* What is needed
In the entries that follow, the lines from the one with "Self::default()" through the one with "pub fn put_u32(&mut" are the ones to write out, exactly and with both ends included. Nothing else should appear.

+++ Data for processing

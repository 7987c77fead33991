//! A value with change listeners.
//!
//! Listeners run synchronously, in registration order, after every mutation.

use std::fmt;

pub type ListenerId = usize;

pub struct Observable<T> {
	value: T,
	listeners: Vec<(ListenerId, Box<dyn Fn(&T) + Send + Sync>)>,
	next_id: ListenerId,
}

impl<T> Observable<T> {
	pub fn new(value: T) -> Self {
		Self {
			value,
			listeners: Vec::new(),
			next_id: 0,
		}
	}

	pub fn get(&self) -> &T {
		&self.value
	}

	/// Replace the value and notify listeners.
	pub fn set(&mut self, value: T) {
		self.value = value;
		self.notify();
	}

	/// Mutate in place and notify listeners once.
	pub fn update<R>(&mut self, f: impl FnOnce(&mut T) -> R) -> R {
		let result = f(&mut self.value);
		self.notify();
		result
	}

	pub fn subscribe(&mut self, listener: impl Fn(&T) + Send + Sync + 'static) -> ListenerId {
		let id = self.next_id;
		self.next_id += 1;
		self.listeners.push((id, Box::new(listener)));
		id
	}

	pub fn unsubscribe(&mut self, id: ListenerId) -> bool {
		let before = self.listeners.len();
		self.listeners.retain(|(listener_id, _)| *listener_id != id);
		self.listeners.len() != before
	}

	pub fn listener_count(&self) -> usize {
		self.listeners.len()
	}

	fn notify(&self) {
		for (_, listener) in &self.listeners {
			listener(&self.value);
		}
	}
}

impl<T: Default> Default for Observable<T> {
	fn default() -> Self {
		Self::new(T::default())
	}
}

impl<T: fmt::Debug> fmt::Debug for Observable<T> {
	fn fmt(&self, f: &mut fmt::Formatter<'_>) -> fmt::Result {
		f.debug_struct("Observable")
			.field("value", &self.value)
			.field("listeners", &self.listeners.len())
			.finish()
	}
}
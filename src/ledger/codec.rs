//! Low-level wire primitives shared by instruction and account encoding.
//!
//! Integers are little-endian, booleans are one byte, text is a u32 length followed by
//! the raw bytes, lists are a u32 count followed by fixed-width entries, and enums are a
//! single tag byte holding the variant's declaration index.

use crate::ledger::address::Address;
use chrono::{DateTime, Utc};
use thiserror::Error;

#[derive(Error, Debug, Clone, PartialEq, Eq)]
pub enum CodecError {
	#[error("malformed account: {0}")]
	MalformedAccount(String),

	#[error("unknown discriminator {}", hex::encode(.0))]
	UnknownDiscriminator([u8; 8]),

	#[error("invalid {enum_name} tag {tag}")]
	InvalidVariantTag { enum_name: &'static str, tag: u8 },
}

/// A closed enumeration carried on the wire as a single tag byte.
pub trait WireEnum: Sized + Copy + 'static {
	const NAME: &'static str;
	/// Variants in declaration order; a variant's tag is its index.
	const VARIANTS: &'static [Self];

	fn tag(self) -> u8;

	fn from_tag(tag: u8) -> Option<Self> {
		Self::VARIANTS.get(tag as usize).copied()
	}
}

/// Strictly decode the leading tag byte of `bytes` into `E`.
pub fn decode_variant_tag<E: WireEnum>(bytes: &[u8]) -> Result<E, CodecError> {
	let tag = *bytes.first().ok_or_else(|| {
		CodecError::MalformedAccount(format!("missing {} tag", E::NAME))
	})?;
	E::from_tag(tag).ok_or(CodecError::InvalidVariantTag {
		enum_name: E::NAME,
		tag,
	})
}

#[derive(Debug, Default)]
pub struct ByteWriter {
	buf: Vec<u8>,
}

impl ByteWriter {
	pub fn new() -> Self {
		Self::default()
	}

	pub fn with_discriminator(discriminator: &[u8; 8]) -> Self {
		let mut writer = Self::new();
		writer.buf.extend_from_slice(discriminator);
		writer
	}

	pub fn put_u8(&mut self, value: u8) -> &mut Self {
		self.buf.push(value);
		self
	}

	pub fn put_bool(&mut self, value: bool) -> &mut Self {
		self.put_u8(value as u8)
	}

	pub fn put_u32(&mut self, value: u32) -> &mut Self {
		self.buf.extend_from_slice(&value.to_le_bytes());
		self
	}

	pub fn put_u64(&mut self, value: u64) -> &mut Self {
		self.buf.extend_from_slice(&value.to_le_bytes());
		self
	}

	pub fn put_i64(&mut self, value: i64) -> &mut Self {
		self.buf.extend_from_slice(&value.to_le_bytes());
		self
	}

	pub fn put_f64(&mut self, value: f64) -> &mut Self {
		self.buf.extend_from_slice(&value.to_le_bytes());
		self
	}

	pub fn put_timestamp(&mut self, value: &DateTime<Utc>) -> &mut Self {
		self.put_i64(value.timestamp())
	}

	pub fn put_address(&mut self, value: &Address) -> &mut Self {
		self.buf.extend_from_slice(value.as_bytes());
		self
	}

	pub fn put_str(&mut self, value: &str) -> &mut Self {
		self.put_u32(value.len() as u32);
		self.buf.extend_from_slice(value.as_bytes());
		self
	}

	pub fn put_tag<E: WireEnum>(&mut self, value: E) -> &mut Self {
		self.put_u8(value.tag())
	}

	pub fn put_addresses(&mut self, values: &[Address]) -> &mut Self {
		self.put_u32(values.len() as u32);
		for value in values {
			self.put_address(value);
		}
		self
	}

	pub fn put_tags<E: WireEnum>(&mut self, values: &[E]) -> &mut Self {
		self.put_u32(values.len() as u32);
		for value in values {
			self.put_tag(*value);
		}
		self
	}

	pub fn len(&self) -> usize {
		self.buf.len()
	}

	pub fn is_empty(&self) -> bool {
		self.buf.is_empty()
	}

	pub fn into_bytes(self) -> Vec<u8> {
		self.buf
	}
}

/// Cursor over a byte buffer. Every read checks the remaining length first.
#[derive(Debug)]
pub struct ByteReader<'a> {
	bytes: &'a [u8],
	pos: usize,
}

impl<'a> ByteReader<'a> {
	pub fn new(bytes: &'a [u8]) -> Self {
		Self { bytes, pos: 0 }
	}

	pub fn position(&self) -> usize {
		self.pos
	}

	pub fn remaining(&self) -> usize {
		self.bytes.len() - self.pos
	}

	fn take(&mut self, len: usize, what: &str) -> Result<&'a [u8], CodecError> {
		if len > self.remaining() {
			return Err(CodecError::MalformedAccount(format!(
				"{} needs {} bytes at offset {}, only {} remain",
				what,
				len,
				self.pos,
				self.remaining()
			)));
		}
		let slice = &self.bytes[self.pos..self.pos + len];
		self.pos += len;
		Ok(slice)
	}

	fn take_array<const N: usize>(&mut self, what: &str) -> Result<[u8; N], CodecError> {
		let mut out = [0u8; N];
		out.copy_from_slice(self.take(N, what)?);
		Ok(out)
	}

	pub fn discriminator(&mut self) -> Result<[u8; 8], CodecError> {
		self.take_array("discriminator")
	}

	pub fn u8(&mut self) -> Result<u8, CodecError> {
		Ok(self.take_array::<1>("u8")?[0])
	}

	pub fn bool(&mut self) -> Result<bool, CodecError> {
		match self.u8()? {
			0 => Ok(false),
			1 => Ok(true),
			other => Err(CodecError::MalformedAccount(format!(
				"invalid bool byte {} at offset {}",
				other,
				self.pos - 1
			))),
		}
	}

	pub fn u32(&mut self) -> Result<u32, CodecError> {
		Ok(u32::from_le_bytes(self.take_array("u32")?))
	}

	pub fn u64(&mut self) -> Result<u64, CodecError> {
		Ok(u64::from_le_bytes(self.take_array("u64")?))
	}

	pub fn i64(&mut self) -> Result<i64, CodecError> {
		Ok(i64::from_le_bytes(self.take_array("i64")?))
	}

	pub fn f64(&mut self) -> Result<f64, CodecError> {
		Ok(f64::from_le_bytes(self.take_array("f64")?))
	}

	pub fn timestamp(&mut self) -> Result<DateTime<Utc>, CodecError> {
		let secs = self.i64()?;
		DateTime::from_timestamp(secs, 0).ok_or_else(|| {
			CodecError::MalformedAccount(format!("timestamp {} out of range", secs))
		})
	}

	pub fn address(&mut self) -> Result<Address, CodecError> {
		Ok(Address(self.take_array("address")?))
	}

	pub fn string(&mut self) -> Result<String, CodecError> {
		let len = self.u32()? as usize;
		let raw = self.take(len, "text")?;
		String::from_utf8(raw.to_vec())
			.map_err(|e| CodecError::MalformedAccount(format!("text is not utf-8: {}", e)))
	}

	pub fn tag<E: WireEnum>(&mut self) -> Result<E, CodecError> {
		let tag = self.u8()?;
		E::from_tag(tag).ok_or(CodecError::InvalidVariantTag {
			enum_name: E::NAME,
			tag,
		})
	}

	/// Decode a tag, substituting `fallback` for unknown values.
	pub fn tag_or<E: WireEnum + std::fmt::Debug>(&mut self, fallback: E) -> Result<E, CodecError> {
		let tag = self.u8()?;
		Ok(E::from_tag(tag).unwrap_or_else(|| {
			tracing::warn!(
				"Unknown {} tag {}, decoding as {:?}",
				E::NAME,
				tag,
				fallback
			);
			fallback
		}))
	}

	pub fn addresses(&mut self) -> Result<Vec<Address>, CodecError> {
		let count = self.u32()? as usize;
		// Checked before allocating so a corrupt count cannot request a huge buffer.
		if count.saturating_mul(32) > self.remaining() {
			return Err(CodecError::MalformedAccount(format!(
				"address list of {} entries exceeds remaining {} bytes",
				count,
				self.remaining()
			)));
		}
		(0..count).map(|_| self.address()).collect()
	}

	pub fn tags<E: WireEnum>(&mut self) -> Result<Vec<E>, CodecError> {
		let count = self.u32()? as usize;
		if count > self.remaining() {
			return Err(CodecError::MalformedAccount(format!(
				"{} list of {} entries exceeds remaining {} bytes",
				E::NAME,
				count,
				self.remaining()
			)));
		}
		(0..count).map(|_| self.tag()).collect()
	}
}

++++++

* Exercise answer
		Self::default()
	}

	pub fn with_discriminator(discriminator: &[u8; 8]) -> Self {
		let mut writer = Self::new();
		writer.buf.extend_from_slice(discriminator);
		writer
	}

	pub fn put_u8(&mut self, value: u8) -> &mut Self {
		self.buf.push(value);
		self
	}

	pub fn put_bool(&mut self, value: bool) -> &mut Self {
		self.put_u8(value as u8)
	}

	pub fn put_u32(&mut self, value: u32) -> &mut Self {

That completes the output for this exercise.